# [Problem details]
Copy each line of the data below in which the word "progress" can be found.

# [Records supplied]
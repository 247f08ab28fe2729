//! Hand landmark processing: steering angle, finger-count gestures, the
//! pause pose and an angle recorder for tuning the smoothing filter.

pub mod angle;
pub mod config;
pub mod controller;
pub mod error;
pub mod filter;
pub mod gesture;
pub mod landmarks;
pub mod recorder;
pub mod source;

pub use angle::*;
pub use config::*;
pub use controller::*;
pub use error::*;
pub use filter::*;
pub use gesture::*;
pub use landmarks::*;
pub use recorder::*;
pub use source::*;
* * *
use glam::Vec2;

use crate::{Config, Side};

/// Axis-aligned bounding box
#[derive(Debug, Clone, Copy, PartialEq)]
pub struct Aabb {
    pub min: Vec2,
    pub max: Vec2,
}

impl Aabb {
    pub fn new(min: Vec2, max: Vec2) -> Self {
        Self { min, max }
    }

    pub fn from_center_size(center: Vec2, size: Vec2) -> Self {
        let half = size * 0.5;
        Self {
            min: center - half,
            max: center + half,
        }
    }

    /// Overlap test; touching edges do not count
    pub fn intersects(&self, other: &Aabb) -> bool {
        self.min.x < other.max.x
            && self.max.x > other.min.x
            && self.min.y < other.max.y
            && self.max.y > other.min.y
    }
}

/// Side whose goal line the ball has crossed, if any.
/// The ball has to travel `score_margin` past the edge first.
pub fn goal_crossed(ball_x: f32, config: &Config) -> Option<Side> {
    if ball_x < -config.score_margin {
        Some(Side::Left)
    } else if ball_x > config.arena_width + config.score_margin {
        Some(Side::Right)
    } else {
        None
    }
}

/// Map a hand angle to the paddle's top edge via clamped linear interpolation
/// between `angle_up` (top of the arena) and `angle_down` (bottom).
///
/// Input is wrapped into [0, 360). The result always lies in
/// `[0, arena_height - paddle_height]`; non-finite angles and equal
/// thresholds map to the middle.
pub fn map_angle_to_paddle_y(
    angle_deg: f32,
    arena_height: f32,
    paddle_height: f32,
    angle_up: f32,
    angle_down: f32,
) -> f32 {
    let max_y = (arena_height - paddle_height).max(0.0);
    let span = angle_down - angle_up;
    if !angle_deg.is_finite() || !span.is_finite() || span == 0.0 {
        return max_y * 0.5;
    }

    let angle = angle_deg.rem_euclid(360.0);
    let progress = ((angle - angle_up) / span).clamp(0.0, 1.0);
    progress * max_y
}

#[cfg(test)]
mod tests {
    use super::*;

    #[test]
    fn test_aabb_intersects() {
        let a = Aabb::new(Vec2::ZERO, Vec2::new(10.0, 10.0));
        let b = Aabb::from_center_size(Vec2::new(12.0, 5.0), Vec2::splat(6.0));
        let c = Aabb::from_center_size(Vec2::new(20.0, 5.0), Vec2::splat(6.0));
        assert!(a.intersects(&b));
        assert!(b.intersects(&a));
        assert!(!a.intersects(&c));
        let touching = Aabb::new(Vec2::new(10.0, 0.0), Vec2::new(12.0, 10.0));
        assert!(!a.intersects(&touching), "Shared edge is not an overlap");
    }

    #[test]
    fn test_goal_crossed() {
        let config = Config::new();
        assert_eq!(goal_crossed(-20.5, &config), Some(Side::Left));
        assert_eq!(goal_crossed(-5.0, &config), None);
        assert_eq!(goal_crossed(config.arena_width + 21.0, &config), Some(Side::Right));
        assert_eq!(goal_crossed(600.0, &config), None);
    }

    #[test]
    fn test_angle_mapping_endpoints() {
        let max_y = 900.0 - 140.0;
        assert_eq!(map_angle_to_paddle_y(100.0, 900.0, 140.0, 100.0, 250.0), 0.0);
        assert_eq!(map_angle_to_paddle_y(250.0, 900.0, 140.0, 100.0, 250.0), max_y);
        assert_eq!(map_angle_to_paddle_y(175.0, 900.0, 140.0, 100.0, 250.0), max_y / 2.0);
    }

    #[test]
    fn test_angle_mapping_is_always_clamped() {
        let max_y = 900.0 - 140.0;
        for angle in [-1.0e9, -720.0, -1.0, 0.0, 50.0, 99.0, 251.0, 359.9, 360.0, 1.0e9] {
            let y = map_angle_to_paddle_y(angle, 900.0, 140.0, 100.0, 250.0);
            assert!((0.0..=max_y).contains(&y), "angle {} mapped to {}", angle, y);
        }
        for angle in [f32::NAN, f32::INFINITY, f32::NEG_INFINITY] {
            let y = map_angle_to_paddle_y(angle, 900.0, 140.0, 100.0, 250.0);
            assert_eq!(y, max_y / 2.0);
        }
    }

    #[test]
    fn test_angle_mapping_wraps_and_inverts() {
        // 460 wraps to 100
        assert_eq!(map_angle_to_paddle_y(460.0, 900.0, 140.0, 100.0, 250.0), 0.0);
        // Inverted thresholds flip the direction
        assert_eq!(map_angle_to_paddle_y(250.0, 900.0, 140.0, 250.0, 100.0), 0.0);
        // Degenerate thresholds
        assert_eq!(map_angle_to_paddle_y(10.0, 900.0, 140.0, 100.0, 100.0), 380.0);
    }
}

# [Solution for this task]
    let progress = ((angle - angle_up) / span).clamp(0.0, 1.0);
    progress * max_y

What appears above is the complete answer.